Collection entries:

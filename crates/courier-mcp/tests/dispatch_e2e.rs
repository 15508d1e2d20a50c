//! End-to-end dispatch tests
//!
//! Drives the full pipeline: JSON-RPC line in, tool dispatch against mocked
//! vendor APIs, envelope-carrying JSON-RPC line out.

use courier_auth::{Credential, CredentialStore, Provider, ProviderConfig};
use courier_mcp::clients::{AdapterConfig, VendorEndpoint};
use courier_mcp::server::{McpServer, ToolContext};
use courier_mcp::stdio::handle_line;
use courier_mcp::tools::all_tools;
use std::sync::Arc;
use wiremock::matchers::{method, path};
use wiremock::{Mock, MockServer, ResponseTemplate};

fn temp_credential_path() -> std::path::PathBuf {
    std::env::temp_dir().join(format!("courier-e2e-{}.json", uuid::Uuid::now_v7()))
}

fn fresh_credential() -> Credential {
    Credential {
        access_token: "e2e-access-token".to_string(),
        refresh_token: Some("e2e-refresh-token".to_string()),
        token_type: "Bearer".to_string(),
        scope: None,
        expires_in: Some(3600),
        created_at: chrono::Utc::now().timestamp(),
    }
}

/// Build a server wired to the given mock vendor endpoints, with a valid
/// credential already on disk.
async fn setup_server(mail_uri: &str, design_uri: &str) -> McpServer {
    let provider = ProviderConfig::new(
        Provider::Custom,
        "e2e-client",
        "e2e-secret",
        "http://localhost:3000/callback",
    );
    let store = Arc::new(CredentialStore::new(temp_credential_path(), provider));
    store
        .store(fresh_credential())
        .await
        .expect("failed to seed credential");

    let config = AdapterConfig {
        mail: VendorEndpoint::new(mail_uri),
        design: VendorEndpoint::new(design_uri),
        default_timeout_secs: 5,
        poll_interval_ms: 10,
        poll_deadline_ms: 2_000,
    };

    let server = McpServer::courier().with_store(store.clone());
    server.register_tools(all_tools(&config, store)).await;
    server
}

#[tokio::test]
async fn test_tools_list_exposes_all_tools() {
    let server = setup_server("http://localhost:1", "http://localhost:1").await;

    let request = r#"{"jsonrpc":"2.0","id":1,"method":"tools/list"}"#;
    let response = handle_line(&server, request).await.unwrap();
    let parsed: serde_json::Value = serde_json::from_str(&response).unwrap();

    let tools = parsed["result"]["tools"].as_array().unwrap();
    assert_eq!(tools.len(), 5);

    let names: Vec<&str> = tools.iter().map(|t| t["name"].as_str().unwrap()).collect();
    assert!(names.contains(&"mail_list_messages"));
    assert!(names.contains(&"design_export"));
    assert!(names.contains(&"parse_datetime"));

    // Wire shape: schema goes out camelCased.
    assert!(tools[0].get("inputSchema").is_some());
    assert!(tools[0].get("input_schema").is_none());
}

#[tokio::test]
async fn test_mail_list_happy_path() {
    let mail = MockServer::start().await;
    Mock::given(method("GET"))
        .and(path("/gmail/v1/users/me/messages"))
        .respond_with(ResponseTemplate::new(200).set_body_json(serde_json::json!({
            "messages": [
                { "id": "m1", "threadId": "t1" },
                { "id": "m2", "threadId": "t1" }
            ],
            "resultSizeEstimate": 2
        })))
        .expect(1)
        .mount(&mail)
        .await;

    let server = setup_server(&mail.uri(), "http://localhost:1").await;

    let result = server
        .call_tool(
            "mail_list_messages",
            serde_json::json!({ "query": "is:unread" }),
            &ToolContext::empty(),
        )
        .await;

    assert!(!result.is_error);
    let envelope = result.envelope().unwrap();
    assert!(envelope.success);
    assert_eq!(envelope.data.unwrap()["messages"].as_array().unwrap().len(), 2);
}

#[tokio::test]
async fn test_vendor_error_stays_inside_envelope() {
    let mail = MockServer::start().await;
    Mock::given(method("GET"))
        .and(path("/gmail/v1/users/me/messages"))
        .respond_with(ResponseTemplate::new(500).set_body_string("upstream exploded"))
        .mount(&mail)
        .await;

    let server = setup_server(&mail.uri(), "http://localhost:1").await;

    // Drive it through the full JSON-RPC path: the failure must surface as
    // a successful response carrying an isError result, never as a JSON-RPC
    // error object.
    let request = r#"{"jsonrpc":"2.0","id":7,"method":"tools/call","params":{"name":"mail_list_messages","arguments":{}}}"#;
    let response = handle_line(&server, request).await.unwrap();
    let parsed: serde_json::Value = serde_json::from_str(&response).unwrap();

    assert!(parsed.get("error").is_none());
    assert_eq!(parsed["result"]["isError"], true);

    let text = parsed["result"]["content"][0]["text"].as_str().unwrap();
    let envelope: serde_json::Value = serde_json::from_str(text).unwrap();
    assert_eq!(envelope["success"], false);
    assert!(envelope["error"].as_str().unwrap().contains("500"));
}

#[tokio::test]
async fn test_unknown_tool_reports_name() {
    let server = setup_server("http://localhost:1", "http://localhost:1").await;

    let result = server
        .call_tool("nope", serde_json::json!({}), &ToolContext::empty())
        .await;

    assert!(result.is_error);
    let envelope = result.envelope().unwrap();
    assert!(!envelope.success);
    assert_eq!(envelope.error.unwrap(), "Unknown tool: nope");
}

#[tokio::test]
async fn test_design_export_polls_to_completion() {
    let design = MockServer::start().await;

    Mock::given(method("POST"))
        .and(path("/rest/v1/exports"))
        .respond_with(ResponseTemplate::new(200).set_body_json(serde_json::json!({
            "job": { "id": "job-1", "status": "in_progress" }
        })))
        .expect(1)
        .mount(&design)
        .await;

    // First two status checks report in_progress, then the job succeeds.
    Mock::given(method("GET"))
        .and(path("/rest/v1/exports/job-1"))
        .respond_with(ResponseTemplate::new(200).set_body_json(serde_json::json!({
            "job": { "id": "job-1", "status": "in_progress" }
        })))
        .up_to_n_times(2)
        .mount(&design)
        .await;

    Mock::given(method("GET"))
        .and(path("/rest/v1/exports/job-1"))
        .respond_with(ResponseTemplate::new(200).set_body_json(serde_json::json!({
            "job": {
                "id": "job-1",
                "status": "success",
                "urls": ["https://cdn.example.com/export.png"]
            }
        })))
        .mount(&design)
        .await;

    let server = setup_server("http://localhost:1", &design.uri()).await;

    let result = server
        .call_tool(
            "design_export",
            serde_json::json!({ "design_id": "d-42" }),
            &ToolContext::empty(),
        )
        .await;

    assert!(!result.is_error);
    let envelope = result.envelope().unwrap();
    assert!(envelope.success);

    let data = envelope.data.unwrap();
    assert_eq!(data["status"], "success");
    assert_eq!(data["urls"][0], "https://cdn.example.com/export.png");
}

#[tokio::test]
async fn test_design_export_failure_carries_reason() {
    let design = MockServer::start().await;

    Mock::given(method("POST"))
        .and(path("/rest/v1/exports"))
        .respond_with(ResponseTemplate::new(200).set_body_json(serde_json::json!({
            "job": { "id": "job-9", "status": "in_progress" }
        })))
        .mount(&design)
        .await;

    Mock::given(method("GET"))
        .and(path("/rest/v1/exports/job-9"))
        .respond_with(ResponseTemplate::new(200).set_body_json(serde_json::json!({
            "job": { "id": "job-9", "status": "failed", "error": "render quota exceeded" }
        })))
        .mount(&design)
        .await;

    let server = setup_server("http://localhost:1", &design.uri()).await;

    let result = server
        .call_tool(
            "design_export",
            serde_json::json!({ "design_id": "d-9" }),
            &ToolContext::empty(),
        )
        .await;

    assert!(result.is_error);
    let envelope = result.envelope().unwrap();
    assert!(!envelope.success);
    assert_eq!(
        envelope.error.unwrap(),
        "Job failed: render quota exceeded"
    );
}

WHAT IS BEING ASKED: What is needed is a word-for-word copy of all the entries.

RESPONSE:
filename crates/courier-mcp/tests/dispatch_e2e.rs
repository 15508d1e2d20a50c
//! End-to-end dispatch tests
//!
//! Drives the full pipeline: JSON-RPC line in, tool dispatch against mocked
//! vendor APIs, envelope-carrying JSON-RPC line out.

use courier_auth::{Credential, CredentialStore, Provider, ProviderConfig};
use courier_mcp::clients::{AdapterConfig, VendorEndpoint};
use courier_mcp::server::{McpServer, ToolContext};
use courier_mcp::stdio::handle_line;
use courier_mcp::tools::all_tools;
use std::sync::Arc;
use wiremock::matchers::{method, path};
use wiremock::{Mock, MockServer, ResponseTemplate};

fn temp_credential_path() -> std::path::PathBuf {
    std::env::temp_dir().join(format!("courier-e2e-{}.json", uuid::Uuid::now_v7()))
}

fn fresh_credential() -> Credential {
    Credential {
        access_token: "e2e-access-token".to_string(),
        refresh_token: Some("e2e-refresh-token".to_string()),
        token_type: "Bearer".to_string(),
        scope: None,
        expires_in: Some(3600),
        created_at: chrono::Utc::now().timestamp(),
    }
}

/// Build a server wired to the given mock vendor endpoints, with a valid
/// credential already on disk.
async fn setup_server(mail_uri: &str, design_uri: &str) -> McpServer {
    let provider = ProviderConfig::new(
        Provider::Custom,
        "e2e-client",
        "e2e-secret",
        "http://localhost:3000/callback",
    );
    let store = Arc::new(CredentialStore::new(temp_credential_path(), provider));
    store
        .store(fresh_credential())
        .await
        .expect("failed to seed credential");

    let config = AdapterConfig {
        mail: VendorEndpoint::new(mail_uri),
        design: VendorEndpoint::new(design_uri),
        default_timeout_secs: 5,
        poll_interval_ms: 10,
        poll_deadline_ms: 2_000,
    };

    let server = McpServer::courier().with_store(store.clone());
    server.register_tools(all_tools(&config, store)).await;
    server
}

#[tokio::test]
async fn test_tools_list_exposes_all_tools() {
    let server = setup_server("http://localhost:1", "http://localhost:1").await;

    let request = r#"{"jsonrpc":"2.0","id":1,"method":"tools/list"}"#;
    let response = handle_line(&server, request).await.unwrap();
    let parsed: serde_json::Value = serde_json::from_str(&response).unwrap();

    let tools = parsed["result"]["tools"].as_array().unwrap();
    assert_eq!(tools.len(), 5);

    let names: Vec<&str> = tools.iter().map(|t| t["name"].as_str().unwrap()).collect();
    assert!(names.contains(&"mail_list_messages"));
    assert!(names.contains(&"design_export"));
    assert!(names.contains(&"parse_datetime"));

    // Wire shape: schema goes out camelCased.
    assert!(tools[0].get("inputSchema").is_some());
    assert!(tools[0].get("input_schema").is_none());
}

#[tokio::test]
async fn test_mail_list_happy_path() {
    let mail = MockServer::start().await;
    Mock::given(method("GET"))
        .and(path("/gmail/v1/users/me/messages"))
        .respond_with(ResponseTemplate::new(200).set_body_json(serde_json::json!({
            "messages": [
                { "id": "m1", "threadId": "t1" },
                { "id": "m2", "threadId": "t1" }
            ],
            "resultSizeEstimate": 2
        })))
        .expect(1)
        .mount(&mail)
        .await;

    let server = setup_server(&mail.uri(), "http://localhost:1").await;

    let result = server
        .call_tool(
            "mail_list_messages",
            serde_json::json!({ "query": "is:unread" }),
            &ToolContext::empty(),
        )
        .await;

    assert!(!result.is_error);
    let envelope = result.envelope().unwrap();
    assert!(envelope.success);
    assert_eq!(envelope.data.unwrap()["messages"].as_array().unwrap().len(), 2);
}

#[tokio::test]
async fn test_vendor_error_stays_inside_envelope() {
    let mail = MockServer::start().await;
    Mock::given(method("GET"))
        .and(path("/gmail/v1/users/me/messages"))
        .respond_with(ResponseTemplate::new(500).set_body_string("upstream exploded"))
        .mount(&mail)
        .await;

    let server = setup_server(&mail.uri(), "http://localhost:1").await;

    // Drive it through the full JSON-RPC path: the failure must surface as
    // a successful response carrying an isError result, never as a JSON-RPC
    // error object.
    let request = r#"{"jsonrpc":"2.0","id":7,"method":"tools/call","params":{"name":"mail_list_messages","arguments":{}}}"#;
    let response = handle_line(&server, request).await.unwrap();
    let parsed: serde_json::Value = serde_json::from_str(&response).unwrap();

    assert!(parsed.get("error").is_none());
    assert_eq!(parsed["result"]["isError"], true);

    let text = parsed["result"]["content"][0]["text"].as_str().unwrap();
    let envelope: serde_json::Value = serde_json::from_str(text).unwrap();
    assert_eq!(envelope["success"], false);
    assert!(envelope["error"].as_str().unwrap().contains("500"));
}

#[tokio::test]
async fn test_unknown_tool_reports_name() {
    let server = setup_server("http://localhost:1", "http://localhost:1").await;

    let result = server
        .call_tool("nope", serde_json::json!({}), &ToolContext::empty())
        .await;

    assert!(result.is_error);
    let envelope = result.envelope().unwrap();
    assert!(!envelope.success);
    assert_eq!(envelope.error.unwrap(), "Unknown tool: nope");
}

#[tokio::test]
async fn test_design_export_polls_to_completion() {
    let design = MockServer::start().await;

    Mock::given(method("POST"))
        .and(path("/rest/v1/exports"))
        .respond_with(ResponseTemplate::new(200).set_body_json(serde_json::json!({
            "job": { "id": "job-1", "status": "in_progress" }
        })))
        .expect(1)
        .mount(&design)
        .await;

    // First two status checks report in_progress, then the job succeeds.
    Mock::given(method("GET"))
        .and(path("/rest/v1/exports/job-1"))
        .respond_with(ResponseTemplate::new(200).set_body_json(serde_json::json!({
            "job": { "id": "job-1", "status": "in_progress" }
        })))
        .up_to_n_times(2)
        .mount(&design)
        .await;

    Mock::given(method("GET"))
        .and(path("/rest/v1/exports/job-1"))
        .respond_with(ResponseTemplate::new(200).set_body_json(serde_json::json!({
            "job": {
                "id": "job-1",
                "status": "success",
                "urls": ["https://cdn.example.com/export.png"]
            }
        })))
        .mount(&design)
        .await;

    let server = setup_server("http://localhost:1", &design.uri()).await;

    let result = server
        .call_tool(
            "design_export",
            serde_json::json!({ "design_id": "d-42" }),
            &ToolContext::empty(),
        )
        .await;

    assert!(!result.is_error);
    let envelope = result.envelope().unwrap();
    assert!(envelope.success);

    let data = envelope.data.unwrap();
    assert_eq!(data["status"], "success");
    assert_eq!(data["urls"][0], "https://cdn.example.com/export.png");
}

#[tokio::test]
async fn test_design_export_failure_carries_reason() {
    let design = MockServer::start().await;

    Mock::given(method("POST"))
        .and(path("/rest/v1/exports"))
        .respond_with(ResponseTemplate::new(200).set_body_json(serde_json::json!({
            "job": { "id": "job-9", "status": "in_progress" }
        })))
        .mount(&design)
        .await;

    Mock::given(method("GET"))
        .and(path("/rest/v1/exports/job-9"))
        .respond_with(ResponseTemplate::new(200).set_body_json(serde_json::json!({
            "job": { "id": "job-9", "status": "failed", "error": "render quota exceeded" }
        })))
        .mount(&design)
        .await;

    let server = setup_server("http://localhost:1", &design.uri()).await;

    let result = server
        .call_tool(
            "design_export",
            serde_json::json!({ "design_id": "d-9" }),
            &ToolContext::empty(),
        )
        .await;

    assert!(result.is_error);
    let envelope = result.envelope().unwrap();
    assert!(!envelope.success);
    assert_eq!(
        envelope.error.unwrap(),
        "Job failed: render quota exceeded"
    );
}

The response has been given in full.